Una apuesta, por otro lado, en la que tanto la compañía como él mismo se mantuvieron firmes y defender para dar vida a Salou en meses que están fuera del verano. Cierto es que, reconoce, que la llegada de PortAventura y el despegue hotelero en Salou ayudaron a consolidar para que “esta zona se convirtiera en una de las más importantes turísticamente en el Mediterráneo”. Hasta el punto, que el Mcdonald’s situado en Jaume I ha llegado a ser en algunos días el tot ventas de la compañía en España, el que más volumen de ventas ha conseguido en una sola jornada, con más de 20.000 servicios en un día.
A pesar de ello, el empresario reconoce serios problemas para conseguir los objetivos, porque “tenemos un establecimiento complejo.
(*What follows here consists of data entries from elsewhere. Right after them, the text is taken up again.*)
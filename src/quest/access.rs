//! Location ordering and access control.
//!
//! The quest world is a total order over locations, not a general dependency graph:
//! each location carries a rank and reachability is decided purely from the rank
//! sequence and the player's progress. Two policies exist and are never mixed within
//! a session:
//!
//! - **named-prerequisite**: a location is reachable iff every location of strictly
//!   lower rank has been completed.
//! - **prefix-count**: a location is reachable iff the game has been started and the
//!   location's position in the rank-ordered sequence does not exceed the number of
//!   amulets collected so far.
//!
//! Both policies are monotonic: completions and collections only ever unlock.

use log::warn;

use crate::quest::progress::Progress;

/// One location in the quest sequence.
#[derive(Debug, Clone, PartialEq, Eq)]
pub struct LocationSpec {
    pub id: String,
    pub name: String,
    /// Rank in the total order; strictly increasing along the sequence.
    pub order: u32,
}

/// The static, rank-ordered location sequence. Immutable at runtime.
#[derive(Debug, Clone)]
pub struct LocationGraph {
    locations: Vec<LocationSpec>,
}

impl LocationGraph {
    /// Build a graph from location specs, sorting by rank.
    pub fn new(mut specs: Vec<LocationSpec>) -> Self {
        specs.sort_by_key(|l| l.order);
        Self { locations: specs }
    }

    /// The built-in six-stage sequence used when configuration supplies none.
    pub fn builtin() -> Self {
        let specs = [
            ("gates", "Village Gates", 1),
            ("dome", "Shield Dome", 2),
            ("mirror", "Mirror of Truth", 3),
            ("stone", "Prophecy Stone", 4),
            ("hut", "Keeper's Hut", 5),
            ("lair", "Virus Lair", 6),
        ]
        .iter()
        .map(|(id, name, order)| LocationSpec {
            id: (*id).to_string(),
            name: (*name).to_string(),
            order: *order,
        })
        .collect();
        Self::new(specs)
    }

    pub fn get(&self, id: &str) -> Option<&LocationSpec> {
        self.locations.iter().find(|l| l.id == id)
    }

    /// 0-based position of a location in the rank-ordered sequence.
    pub fn position(&self, id: &str) -> Option<usize> {
        self.locations.iter().position(|l| l.id == id)
    }

    /// First location in the sequence; the default position of a fresh session.
    pub fn start_location(&self) -> Option<&LocationSpec> {
        self.locations.first()
    }

    pub fn iter(&self) -> impl Iterator<Item = &LocationSpec> {
        self.locations.iter()
    }

    pub fn len(&self) -> usize {
        self.locations.len()
    }

    pub fn is_empty(&self) -> bool {
        self.locations.is_empty()
    }
}

/// Which gating rule decides reachability. Chosen once via configuration.
#[derive(Debug, Clone, Copy, PartialEq, Eq)]
pub enum AccessPolicy {
    NamedPrerequisite,
    PrefixCount,
}

impl AccessPolicy {
    /// Parse a configured policy name. Unknown values fall back to
    /// named-prerequisite with a warning rather than failing startup.
    pub fn parse(value: &str) -> Self {
        match value {
            "named-prerequisite" => AccessPolicy::NamedPrerequisite,
            "prefix-count" => AccessPolicy::PrefixCount,
            other => {
                warn!(
                    "unknown access policy '{}', defaulting to named-prerequisite",
                    other
                );
                AccessPolicy::NamedPrerequisite
            }
        }
    }

    pub fn as_str(&self) -> &'static str {
        match self {
            AccessPolicy::NamedPrerequisite => "named-prerequisite",
            AccessPolicy::PrefixCount => "prefix-count",
        }
    }
}

/// Decide whether `location_id` is reachable under the given policy.
/// A location with no match in the graph is never accessible.
pub fn can_access(
    graph: &LocationGraph,
    policy: AccessPolicy,
    progress: &Progress,
    location_id: &str,
) -> bool {
    match policy {
        AccessPolicy::NamedPrerequisite => {
            let Some(target) = graph.get(location_id) else {
                return false;
            };
            graph
                .iter()
                .filter(|l| l.order < target.order)
                .all(|l| progress.completed.contains(&l.id))
        }
        AccessPolicy::PrefixCount => {
            if !progress.game_started {
                return false;
            }
            match graph.position(location_id) {
                Some(position) => position <= progress.collected.len(),
                None => false,
            }
        }
    }
}
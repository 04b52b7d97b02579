use std::path::Path;

use crate::error::{Error, Result};
use crate::fs::FileSystem;

use super::filter::{ModuleFilter, ModuleName};

/// List `dir` once, non-recursively, and keep the entries that are modules.
///
/// A missing or unreadable directory is an error; it is never created here
/// and never treated as empty.
pub async fn discover(
    fs: &dyn FileSystem,
    dir: &Path,
    filter: &ModuleFilter,
) -> Result<Vec<ModuleName>> {
    let names = fs
        .read_dir_names(dir)
        .await
        .map_err(|e| Error::discovery_read(dir, e))?;

    let modules = filter.apply(&names);
    tracing::debug!(
        dir = %dir.display(),
        entries = names.len(),
        modules = modules.len(),
        "discovered store modules"
    );

    Ok(modules)
}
Pasamos de tener en un solo local 25 trabajadores durante el invierno a más de 100 en la temporada estival. Lo que supone un esfuerzo enorme en la contratación y formación, para hacer productivos a los trabajadores en sólo un mes y medio. Es verdad que a pesar de las complicaciones somo expertos en esto y muchos niños que vinieron entonces han venido después acompañados de sus hijos”.
¿Y por qué llegó a Mcdonald’s? Lo hizo después de una experiencia que no cuajó para abrir un negocio en el Puerto de Santa María. Con 34 años tenía expectativas de futuro que en ese momento no le ofrecía su ciudad natal, Ribadesella. En la ciudad andaluza conoce a una persona que le ofrece la oportunidad de probar con la compañía americana, de la que “no tenía ni idea de cómo funcionaba el negocio”. Tras pasar por la central de Madrid, “les gusté. Les pareció bien mis formas y pese a que tenía el hándicap de tener una familia con tres hijos arriesgué estando un año de formación en Madrid”.
A partir de ahí, le ofrecieron venir a Salou. El primer lugar en hospedarse fue La Terraza y después el hotel Caspel. “A partir de ahí comencé a ponerme las pilas y me la jugué. La historia es simplemente esa con mucho trabajo. Estoy orgulloso de haber conectado con esta ciudad y haber colaborado con muchas entidades de la ciudad. Mi implicación ha sido máxima con Salou, porque a pesar de haber abierto locales en otras ciudades de la demarcación de Tarragona, con los que ha llegado a superar los 500 trabadores durante la temporada, el de Salou ha sido especial, muy especial. Significa romanticismo. Ha sido mi vida”.